#### [EXERCISE OBJECTIVE]
Copy out the data so that nothing differs from the original.

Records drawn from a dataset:
/---

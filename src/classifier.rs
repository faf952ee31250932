use crate::param;
use log::debug;
use rand::seq::SliceRandom;
use rand::SeedableRng;
use rand_chacha::ChaCha8Rng;
use serde::{Deserialize, Serialize};

/// The only capability the searches need from a model: learn from a training
/// split, then report accuracy in [0, 1] on another split.
///
/// Implementations are cloned from an unfitted prototype for every candidate,
/// so `Clone` must yield an independent instance.
pub trait Classifier: Clone {
    fn fit(&mut self, X: &[Vec<f64>], y: &[usize]) -> Result<(), String>;
    fn score(&self, X: &[Vec<f64>], y: &[usize]) -> Result<f64, String>;
}

/// Linear classifier with logistic loss trained by stochastic gradient descent.
///
/// Two classes are handled by a single binary model, more classes one-vs-rest.
/// The learning rate follows the "optimal" schedule `1 / (alpha * (t0 + t))`
/// and samples are visited in a seeded random order, so a given seed always
/// yields the same model.
#[derive(Clone, Debug, Serialize, Deserialize)]
pub struct SgdClassifier {
    pub max_iter: usize,
    pub tol: f64,
    pub alpha: f64,
    pub n_iter_no_change: usize,
    pub seed: u64,
    classes: Vec<usize>,
    coef: Vec<Vec<f64>>,
    intercept: Vec<f64>,
}

impl SgdClassifier {
    pub fn new(param: &param::Classifier) -> SgdClassifier {
        SgdClassifier {
            max_iter: param.max_iter,
            tol: param.tol,
            alpha: param.alpha,
            n_iter_no_change: param.n_iter_no_change.max(1),
            seed: param.seed,
            classes: Vec::new(),
            coef: Vec::new(),
            intercept: Vec::new(),
        }
    }

    pub fn is_fitted(&self) -> bool {
        !self.coef.is_empty()
    }

    pub fn classes(&self) -> &[usize] {
        &self.classes
    }

    /// One score per binary sub-problem
    pub fn decision_function(&self, row: &[f64]) -> Vec<f64> {
        self.coef
            .iter()
            .zip(&self.intercept)
            .map(|(w, b)| dot(w, row) + b)
            .collect()
    }

    pub fn predict(&self, X: &[Vec<f64>]) -> Result<Vec<usize>, String> {
        if !self.is_fitted() {
            return Err("This classifier is not fitted yet".to_string());
        }
        let n_features = self.coef[0].len();
        X.iter()
            .map(|row| {
                if row.len() != n_features {
                    return Err(format!(
                        "X has {} features, but the classifier expects {}",
                        row.len(),
                        n_features
                    ));
                }
                let scores = self.decision_function(row);
                let class = if self.classes.len() == 2 {
                    if scores[0] > 0.0 { self.classes[1] } else { self.classes[0] }
                } else {
                    let mut best = 0;
                    for (i, s) in scores.iter().enumerate() {
                        if *s > scores[best] {
                            best = i;
                        }
                    }
                    self.classes[best]
                };
                Ok(class)
            })
            .collect()
    }

    /// Fits one binary problem whose targets are +1 / -1
    fn fit_binary(&self, X: &[Vec<f64>], targets: &[f64]) -> Result<(Vec<f64>, f64), String> {
        let n_samples = X.len();
        let n_features = X[0].len();
        let mut rng = ChaCha8Rng::seed_from_u64(self.seed);

        let mut w = vec![0.0; n_features];
        let mut b = 0.0;

        // "optimal" schedule: eta = 1 / (alpha * (t0 + t - 1))
        let typw = (1.0 / self.alpha.sqrt()).sqrt();
        let t0 = 1.0 / (typw * self.alpha);
        let mut t = 1.0;

        let mut best_loss = f64::INFINITY;
        let mut no_improvement = 0;
        let mut order: Vec<usize> = (0..n_samples).collect();

        for epoch in 0..self.max_iter {
            order.shuffle(&mut rng);
            let mut sum_loss = 0.0;

            for &i in &order {
                let eta = 1.0 / (self.alpha * (t0 + t - 1.0));
                let p = dot(&w, &X[i]) + b;
                let y = targets[i];
                sum_loss += log_loss(p, y);
                let update = -eta * dlog_loss(p, y);

                let decay = 1.0 - eta * self.alpha;
                for (wj, xj) in w.iter_mut().zip(&X[i]) {
                    *wj = *wj * decay + update * xj;
                }
                b += update;
                t += 1.0;
            }

            if !b.is_finite() || w.iter().any(|v| !v.is_finite()) {
                return Err(format!(
                    "Floating-point under-/overflow occurred at epoch #{}",
                    epoch + 1
                ));
            }

            if sum_loss > best_loss - self.tol * n_samples as f64 {
                no_improvement += 1;
            } else {
                no_improvement = 0;
            }
            if sum_loss < best_loss {
                best_loss = sum_loss;
            }
            if no_improvement >= self.n_iter_no_change {
                debug!("SGD converged after {} epochs", epoch + 1);
                break;
            }
        }

        Ok((w, b))
    }
}

impl Classifier for SgdClassifier {
    fn fit(&mut self, X: &[Vec<f64>], y: &[usize]) -> Result<(), String> {
        if X.is_empty() {
            return Err("Found array with 0 sample(s) while a minimum of 1 is required".to_string());
        }
        if X.len() != y.len() {
            return Err(format!(
                "Found input variables with inconsistent numbers of samples: [{}, {}]",
                X.len(),
                y.len()
            ));
        }
        let n_features = X[0].len();
        if n_features == 0 {
            return Err("Found array with 0 feature(s) while a minimum of 1 is required".to_string());
        }
        if X.iter().any(|row| row.len() != n_features) {
            return Err("All samples must have the same number of features".to_string());
        }

        let mut classes = y.to_vec();
        classes.sort_unstable();
        classes.dedup();
        if classes.len() < 2 {
            return Err(format!(
                "The number of classes has to be greater than one; got {} class",
                classes.len()
            ));
        }

        // a single problem for two classes, one per class otherwise
        let positives: Vec<usize> = if classes.len() == 2 {
            vec![classes[1]]
        } else {
            classes.clone()
        };

        let mut coef = Vec::with_capacity(positives.len());
        let mut intercept = Vec::with_capacity(positives.len());
        for positive in positives {
            let targets: Vec<f64> = y
                .iter()
                .map(|&c| if c == positive { 1.0 } else { -1.0 })
                .collect();
            let (w, b) = self.fit_binary(X, &targets)?;
            coef.push(w);
            intercept.push(b);
        }

        self.classes = classes;
        self.coef = coef;
        self.intercept = intercept;
        Ok(())
    }

    fn score(&self, X: &[Vec<f64>], y: &[usize]) -> Result<f64, String> {
        if X.is_empty() {
            return Err("Cannot score on 0 sample(s)".to_string());
        }
        if X.len() != y.len() {
            return Err(format!(
                "Found input variables with inconsistent numbers of samples: [{}, {}]",
                X.len(),
                y.len()
            ));
        }
        let predictions = self.predict(X)?;
        let correct = predictions.iter().zip(y).filter(|(p, t)| p == t).count();
        Ok(correct as f64 / y.len() as f64)
    }
}

fn dot(a: &[f64], b: &[f64]) -> f64 {
    a.iter().zip(b).map(|(x, y)| x * y).sum()
}

/// log(1 + exp(-p * y)), computed without overflow
fn log_loss(p: f64, y: f64) -> f64 {
    let z = p * y;
    if z > 18.0 {
        (-z).exp()
    } else if z < -18.0 {
        -z
    } else {
        (-z).exp().ln_1p()
    }
}

/// Derivative of the logistic loss with respect to p
fn dlog_loss(p: f64, y: f64) -> f64 {
    let z = p * y;
    if z > 18.0 {
        -y * (-z).exp()
    } else if z < -18.0 {
        -y
    } else {
        -y / (z.exp() + 1.0)
    }
}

\---

#### [REPLY TO THE EXERCISE]
filename src/classifier.rs
repository faf952ee31250932
use crate::param;
use log::debug;
use rand::seq::SliceRandom;
use rand::SeedableRng;
use rand_chacha::ChaCha8Rng;
use serde::{Deserialize, Serialize};

/// The only capability the searches need from a model: learn from a training
/// split, then report accuracy in [0, 1] on another split.
///
/// Implementations are cloned from an unfitted prototype for every candidate,
/// so `Clone` must yield an independent instance.
pub trait Classifier: Clone {
    fn fit(&mut self, X: &[Vec<f64>], y: &[usize]) -> Result<(), String>;
    fn score(&self, X: &[Vec<f64>], y: &[usize]) -> Result<f64, String>;
}

/// Linear classifier with logistic loss trained by stochastic gradient descent.
///
/// Two classes are handled by a single binary model, more classes one-vs-rest.
/// The learning rate follows the "optimal" schedule `1 / (alpha * (t0 + t))`
/// and samples are visited in a seeded random order, so a given seed always
/// yields the same model.
#[derive(Clone, Debug, Serialize, Deserialize)]
pub struct SgdClassifier {
    pub max_iter: usize,
    pub tol: f64,
    pub alpha: f64,
    pub n_iter_no_change: usize,
    pub seed: u64,
    classes: Vec<usize>,
    coef: Vec<Vec<f64>>,
    intercept: Vec<f64>,
}

impl SgdClassifier {
    pub fn new(param: &param::Classifier) -> SgdClassifier {
        SgdClassifier {
            max_iter: param.max_iter,
            tol: param.tol,
            alpha: param.alpha,
            n_iter_no_change: param.n_iter_no_change.max(1),
            seed: param.seed,
            classes: Vec::new(),
            coef: Vec::new(),
            intercept: Vec::new(),
        }
    }

    pub fn is_fitted(&self) -> bool {
        !self.coef.is_empty()
    }

    pub fn classes(&self) -> &[usize] {
        &self.classes
    }

    /// One score per binary sub-problem
    pub fn decision_function(&self, row: &[f64]) -> Vec<f64> {
        self.coef
            .iter()
            .zip(&self.intercept)
            .map(|(w, b)| dot(w, row) + b)
            .collect()
    }

    pub fn predict(&self, X: &[Vec<f64>]) -> Result<Vec<usize>, String> {
        if !self.is_fitted() {
            return Err("This classifier is not fitted yet".to_string());
        }
        let n_features = self.coef[0].len();
        X.iter()
            .map(|row| {
                if row.len() != n_features {
                    return Err(format!(
                        "X has {} features, but the classifier expects {}",
                        row.len(),
                        n_features
                    ));
                }
                let scores = self.decision_function(row);
                let class = if self.classes.len() == 2 {
                    if scores[0] > 0.0 { self.classes[1] } else { self.classes[0] }
                } else {
                    let mut best = 0;
                    for (i, s) in scores.iter().enumerate() {
                        if *s > scores[best] {
                            best = i;
                        }
                    }
                    self.classes[best]
                };
                Ok(class)
            })
            .collect()
    }

    /// Fits one binary problem whose targets are +1 / -1
    fn fit_binary(&self, X: &[Vec<f64>], targets: &[f64]) -> Result<(Vec<f64>, f64), String> {
        let n_samples = X.len();
        let n_features = X[0].len();
        let mut rng = ChaCha8Rng::seed_from_u64(self.seed);

        let mut w = vec![0.0; n_features];
        let mut b = 0.0;

        // "optimal" schedule: eta = 1 / (alpha * (t0 + t - 1))
        let typw = (1.0 / self.alpha.sqrt()).sqrt();
        let t0 = 1.0 / (typw * self.alpha);
        let mut t = 1.0;

        let mut best_loss = f64::INFINITY;
        let mut no_improvement = 0;
        let mut order: Vec<usize> = (0..n_samples).collect();

        for epoch in 0..self.max_iter {
            order.shuffle(&mut rng);
            let mut sum_loss = 0.0;

            for &i in &order {
                let eta = 1.0 / (self.alpha * (t0 + t - 1.0));
                let p = dot(&w, &X[i]) + b;
                let y = targets[i];
                sum_loss += log_loss(p, y);
                let update = -eta * dlog_loss(p, y);

                let decay = 1.0 - eta * self.alpha;
                for (wj, xj) in w.iter_mut().zip(&X[i]) {
                    *wj = *wj * decay + update * xj;
                }
                b += update;
                t += 1.0;
            }

            if !b.is_finite() || w.iter().any(|v| !v.is_finite()) {
                return Err(format!(
                    "Floating-point under-/overflow occurred at epoch #{}",
                    epoch + 1
                ));
            }

            if sum_loss > best_loss - self.tol * n_samples as f64 {
                no_improvement += 1;
            } else {
                no_improvement = 0;
            }
            if sum_loss < best_loss {
                best_loss = sum_loss;
            }
            if no_improvement >= self.n_iter_no_change {
                debug!("SGD converged after {} epochs", epoch + 1);
                break;
            }
        }

        Ok((w, b))
    }
}

impl Classifier for SgdClassifier {
    fn fit(&mut self, X: &[Vec<f64>], y: &[usize]) -> Result<(), String> {
        if X.is_empty() {
            return Err("Found array with 0 sample(s) while a minimum of 1 is required".to_string());
        }
        if X.len() != y.len() {
            return Err(format!(
                "Found input variables with inconsistent numbers of samples: [{}, {}]",
                X.len(),
                y.len()
            ));
        }
        let n_features = X[0].len();
        if n_features == 0 {
            return Err("Found array with 0 feature(s) while a minimum of 1 is required".to_string());
        }
        if X.iter().any(|row| row.len() != n_features) {
            return Err("All samples must have the same number of features".to_string());
        }

        let mut classes = y.to_vec();
        classes.sort_unstable();
        classes.dedup();
        if classes.len() < 2 {
            return Err(format!(
                "The number of classes has to be greater than one; got {} class",
                classes.len()
            ));
        }

        // a single problem for two classes, one per class otherwise
        let positives: Vec<usize> = if classes.len() == 2 {
            vec![classes[1]]
        } else {
            classes.clone()
        };

        let mut coef = Vec::with_capacity(positives.len());
        let mut intercept = Vec::with_capacity(positives.len());
        for positive in positives {
            let targets: Vec<f64> = y
                .iter()
                .map(|&c| if c == positive { 1.0 } else { -1.0 })
                .collect();
            let (w, b) = self.fit_binary(X, &targets)?;
            coef.push(w);
            intercept.push(b);
        }

        self.classes = classes;
        self.coef = coef;
        self.intercept = intercept;
        Ok(())
    }

    fn score(&self, X: &[Vec<f64>], y: &[usize]) -> Result<f64, String> {
        if X.is_empty() {
            return Err("Cannot score on 0 sample(s)".to_string());
        }
        if X.len() != y.len() {
            return Err(format!(
                "Found input variables with inconsistent numbers of samples: [{}, {}]",
                X.len(),
                y.len()
            ));
        }
        let predictions = self.predict(X)?;
        let correct = predictions.iter().zip(y).filter(|(p, t)| p == t).count();
        Ok(correct as f64 / y.len() as f64)
    }
}

fn dot(a: &[f64], b: &[f64]) -> f64 {
    a.iter().zip(b).map(|(x, y)| x * y).sum()
}

/// log(1 + exp(-p * y)), computed without overflow
fn log_loss(p: f64, y: f64) -> f64 {
    let z = p * y;
    if z > 18.0 {
        (-z).exp()
    } else if z < -18.0 {
        -z
    } else {
        (-z).exp().ln_1p()
    }
}

/// Derivative of the logistic loss with respect to p
fn dlog_loss(p: f64, y: f64) -> f64 {
    let z = p * y;
    if z > 18.0 {
        -y * (-z).exp()
    } else if z < -18.0 {
        -y
    } else {
        -y / (z.exp() + 1.0)
    }
}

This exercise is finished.